*** Opening Data in this exercise ***

//! A backend that keeps rendered slides in memory.

use super::{PresentationBackend, SlideHandle};
use crate::common::{Error, Result, sniff_image};
use crate::layout::{Layout, LayoutCatalog};
use crate::markup::{RunStream, drawingml};
use serde::Serialize;
use std::collections::BTreeMap;
use std::fs;
use std::path::{Path, PathBuf};
use tracing::{debug, info};

/// What a placeholder was filled with.
#[derive(Debug, Clone, PartialEq, Eq, Serialize)]
#[serde(tag = "kind", rename_all = "snake_case")]
pub enum PlaceholderFill {
    Title { text: String },
    /// A DrawingML `<p:txBody>` and the runs it was written from.
    Text { body: String, runs: RunStream },
    Image { path: PathBuf, mime: String },
}

/// One slide as the backend saw it.
#[derive(Debug, Clone, PartialEq, Eq, Serialize)]
pub struct RenderedSlide {
    pub layout: usize,
    pub layout_name: String,
    /// Fills keyed by placeholder slot index
    pub placeholders: BTreeMap<u32, PlaceholderFill>,
}

impl RenderedSlide {
    pub fn fill(&self, placeholder: u32) -> Option<&PlaceholderFill> {
        self.placeholders.get(&placeholder)
    }
}

#[derive(Serialize)]
struct Manifest<'a> {
    layouts: Vec<&'a str>,
    slides: &'a [RenderedSlide],
}

/// Records slides and placeholder fills instead of writing a document.
///
/// Fills are checked against the slide's layout: a slot the layout does not
/// declare, or one that is already filled, is a render error. `save` writes
/// a YAML manifest of everything rendered, which makes the backend usable as
/// a dry run of a deck.
///
/// # Examples
///
/// ```rust
/// use slidedeck::layout::{Layout, LayoutCatalog};
/// use slidedeck::presentation::{MemoryBackend, PresentationBackend};
///
/// let mut backend = MemoryBackend::new(LayoutCatalog::new(vec![
///     Layout::new("Title Only").with_placeholder("Title 1", 0),
/// ]));
/// let slide = backend.create_slide(0)?;
/// backend.set_title(slide, 0, "Hello")?;
/// assert!(backend.set_title(slide, 7, "nowhere").is_err());
/// assert_eq!(backend.slides().len(), 1);
/// # Ok::<(), slidedeck::Error>(())
/// ```
#[derive(Debug, Clone, Default)]
pub struct MemoryBackend {
    catalog: LayoutCatalog,
    slides: Vec<RenderedSlide>,
}

impl MemoryBackend {
    pub fn new(catalog: LayoutCatalog) -> Self {
        Self {
            catalog,
            slides: Vec::new(),
        }
    }

    /// Use the layouts of a `.pptx` template.
    #[cfg(feature = "pptx")]
    pub fn from_pptx<P: AsRef<Path>>(path: P) -> Result<Self> {
        Ok(Self::new(LayoutCatalog::from_pptx(path)?))
    }

    #[inline]
    pub fn catalog(&self) -> &LayoutCatalog {
        &self.catalog
    }

    /// Slides rendered so far, in creation order.
    #[inline]
    pub fn slides(&self) -> &[RenderedSlide] {
        &self.slides
    }

    /// The manifest `save` writes.
    pub fn to_yaml(&self) -> Result<String> {
        let manifest = Manifest {
            layouts: self.catalog.iter().map(Layout::name).collect(),
            slides: &self.slides,
        };
        serde_saphyr::to_string(&manifest)
            .map_err(|e| Error::Render(format!("Failed to serialize deck manifest: {}", e)))
    }

    fn fill(&mut self, slide: SlideHandle, placeholder: u32, fill: PlaceholderFill) -> Result<()> {
        let rendered = self
            .slides
            .get_mut(slide.0)
            .ok_or_else(|| Error::Render(format!("{} was never created", slide)))?;

        let declared = self
            .catalog
            .get(rendered.layout)
            .is_some_and(|layout| layout.has_slot(placeholder));
        if !declared {
            return Err(Error::Render(format!(
                "layout {} ({}) has no placeholder {} for {}",
                rendered.layout, rendered.layout_name, placeholder, slide
            )));
        }
        if rendered.placeholders.contains_key(&placeholder) {
            return Err(Error::Render(format!(
                "placeholder {} on {} is already filled",
                placeholder, slide
            )));
        }

        debug!(%slide, placeholder, "filled placeholder");
        rendered.placeholders.insert(placeholder, fill);
        Ok(())
    }
}

impl PresentationBackend for MemoryBackend {
    fn layouts(&self) -> Result<LayoutCatalog> {
        Ok(self.catalog.clone())
    }

    fn create_slide(&mut self, layout: usize) -> Result<SlideHandle> {
        let layout_name = self
            .catalog
            .get(layout)
            .map(|l| l.name().to_string())
            .ok_or_else(|| Error::IndexOutOfRange {
                what: "layouts",
                index: layout,
                len: self.catalog.len(),
            })?;
        self.slides.push(RenderedSlide {
            layout,
            layout_name,
            placeholders: BTreeMap::new(),
        });
        Ok(SlideHandle(self.slides.len() - 1))
    }

    fn set_title(&mut self, slide: SlideHandle, placeholder: u32, text: &str) -> Result<()> {
        self.fill(
            slide,
            placeholder,
            PlaceholderFill::Title {
                text: text.to_string(),
            },
        )
    }

    fn set_text(&mut self, slide: SlideHandle, placeholder: u32, runs: &RunStream) -> Result<()> {
        let body = drawingml::write_text_body(runs)?;
        self.fill(
            slide,
            placeholder,
            PlaceholderFill::Text {
                body,
                runs: runs.clone(),
            },
        )
    }

    fn insert_image(&mut self, slide: SlideHandle, placeholder: u32, path: &Path) -> Result<()> {
        let format = sniff_image(path)?.ok_or_else(|| {
            Error::Render(format!("{} is not a recognizable image", path.display()))
        })?;
        self.fill(
            slide,
            placeholder,
            PlaceholderFill::Image {
                path: path.to_path_buf(),
                mime: format.mime_type().to_string(),
            },
        )
    }

    fn save(&mut self, path: &Path) -> Result<()> {
        let yaml = self.to_yaml()?;
        fs::write(path, yaml)?;
        info!(path = %path.display(), slides = self.slides.len(), "wrote deck manifest");
        Ok(())
    }
}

*** Closing Data in this exercise ***

## Work required
Transcribe each entry. Leave nothing out.

## Answer to the problem
//! A backend that keeps rendered slides in memory.

use super::{PresentationBackend, SlideHandle};
use crate::common::{Error, Result, sniff_image};
use crate::layout::{Layout, LayoutCatalog};
use crate::markup::{RunStream, drawingml};
use serde::Serialize;
use std::collections::BTreeMap;
use std::fs;
use std::path::{Path, PathBuf};
use tracing::{debug, info};

/// What a placeholder was filled with.
#[derive(Debug, Clone, PartialEq, Eq, Serialize)]
#[serde(tag = "kind", rename_all = "snake_case")]
pub enum PlaceholderFill {
    Title { text: String },
    /// A DrawingML `<p:txBody>` and the runs it was written from.
    Text { body: String, runs: RunStream },
    Image { path: PathBuf, mime: String },
}

/// One slide as the backend saw it.
#[derive(Debug, Clone, PartialEq, Eq, Serialize)]
pub struct RenderedSlide {
    pub layout: usize,
    pub layout_name: String,
    /// Fills keyed by placeholder slot index
    pub placeholders: BTreeMap<u32, PlaceholderFill>,
}

impl RenderedSlide {
    pub fn fill(&self, placeholder: u32) -> Option<&PlaceholderFill> {
        self.placeholders.get(&placeholder)
    }
}

#[derive(Serialize)]
struct Manifest<'a> {
    layouts: Vec<&'a str>,
    slides: &'a [RenderedSlide],
}

/// Records slides and placeholder fills instead of writing a document.
///
/// Fills are checked against the slide's layout: a slot the layout does not
/// declare, or one that is already filled, is a render error. `save` writes
/// a YAML manifest of everything rendered, which makes the backend usable as
/// a dry run of a deck.
///
/// # Examples
///
/// ```rust
/// use slidedeck::layout::{Layout, LayoutCatalog};
/// use slidedeck::presentation::{MemoryBackend, PresentationBackend};
///
/// let mut backend = MemoryBackend::new(LayoutCatalog::new(vec![
///     Layout::new("Title Only").with_placeholder("Title 1", 0),
/// ]));
/// let slide = backend.create_slide(0)?;
/// backend.set_title(slide, 0, "Hello")?;
/// assert!(backend.set_title(slide, 7, "nowhere").is_err());
/// assert_eq!(backend.slides().len(), 1);
/// # Ok::<(), slidedeck::Error>(())
/// ```
#[derive(Debug, Clone, Default)]
pub struct MemoryBackend {
    catalog: LayoutCatalog,
    slides: Vec<RenderedSlide>,
}

impl MemoryBackend {
    pub fn new(catalog: LayoutCatalog) -> Self {
        Self {
            catalog,
            slides: Vec::new(),
        }
    }

    /// Use the layouts of a `.pptx` template.
    #[cfg(feature = "pptx")]
    pub fn from_pptx<P: AsRef<Path>>(path: P) -> Result<Self> {
        Ok(Self::new(LayoutCatalog::from_pptx(path)?))
    }

    #[inline]
    pub fn catalog(&self) -> &LayoutCatalog {
        &self.catalog
    }

    /// Slides rendered so far, in creation order.
    #[inline]
    pub fn slides(&self) -> &[RenderedSlide] {
        &self.slides
    }

    /// The manifest `save` writes.
    pub fn to_yaml(&self) -> Result<String> {
        let manifest = Manifest {
            layouts: self.catalog.iter().map(Layout::name).collect(),
            slides: &self.slides,
        };
        serde_saphyr::to_string(&manifest)
            .map_err(|e| Error::Render(format!("Failed to serialize deck manifest: {}", e)))
    }

    fn fill(&mut self, slide: SlideHandle, placeholder: u32, fill: PlaceholderFill) -> Result<()> {
        let rendered = self
            .slides
            .get_mut(slide.0)
            .ok_or_else(|| Error::Render(format!("{} was never created", slide)))?;

        let declared = self
            .catalog
            .get(rendered.layout)
            .is_some_and(|layout| layout.has_slot(placeholder));
        if !declared {
            return Err(Error::Render(format!(
                "layout {} ({}) has no placeholder {} for {}",
                rendered.layout, rendered.layout_name, placeholder, slide
            )));
        }
        if rendered.placeholders.contains_key(&placeholder) {
            return Err(Error::Render(format!(
                "placeholder {} on {} is already filled",
                placeholder, slide
            )));
        }

        debug!(%slide, placeholder, "filled placeholder");
        rendered.placeholders.insert(placeholder, fill);
        Ok(())
    }
}

impl PresentationBackend for MemoryBackend {
    fn layouts(&self) -> Result<LayoutCatalog> {
        Ok(self.catalog.clone())
    }

    fn create_slide(&mut self, layout: usize) -> Result<SlideHandle> {
        let layout_name = self
            .catalog
            .get(layout)
            .map(|l| l.name().to_string())
            .ok_or_else(|| Error::IndexOutOfRange {
                what: "layouts",
                index: layout,
                len: self.catalog.len(),
            })?;
        self.slides.push(RenderedSlide {
            layout,
            layout_name,
            placeholders: BTreeMap::new(),
        });
        Ok(SlideHandle(self.slides.len() - 1))
    }

    fn set_title(&mut self, slide: SlideHandle, placeholder: u32, text: &str) -> Result<()> {
        self.fill(
            slide,
            placeholder,
            PlaceholderFill::Title {
                text: text.to_string(),
            },
        )
    }

    fn set_text(&mut self, slide: SlideHandle, placeholder: u32, runs: &RunStream) -> Result<()> {
        let body = drawingml::write_text_body(runs)?;
        self.fill(
            slide,
            placeholder,
            PlaceholderFill::Text {
                body,
                runs: runs.clone(),
            },
        )
    }

    fn insert_image(&mut self, slide: SlideHandle, placeholder: u32, path: &Path) -> Result<()> {
        let format = sniff_image(path)?.ok_or_else(|| {
            Error::Render(format!("{} is not a recognizable image", path.display()))
        })?;
        self.fill(
            slide,
            placeholder,
            PlaceholderFill::Image {
                path: path.to_path_buf(),
                mime: format.mime_type().to_string(),
            },
        )
    }

    fn save(&mut self, path: &Path) -> Result<()> {
        let yaml = self.to_yaml()?;
        fs::write(path, yaml)?;
        info!(path = %path.display(), slides = self.slides.len(), "wrote deck manifest");
        Ok(())
    }
}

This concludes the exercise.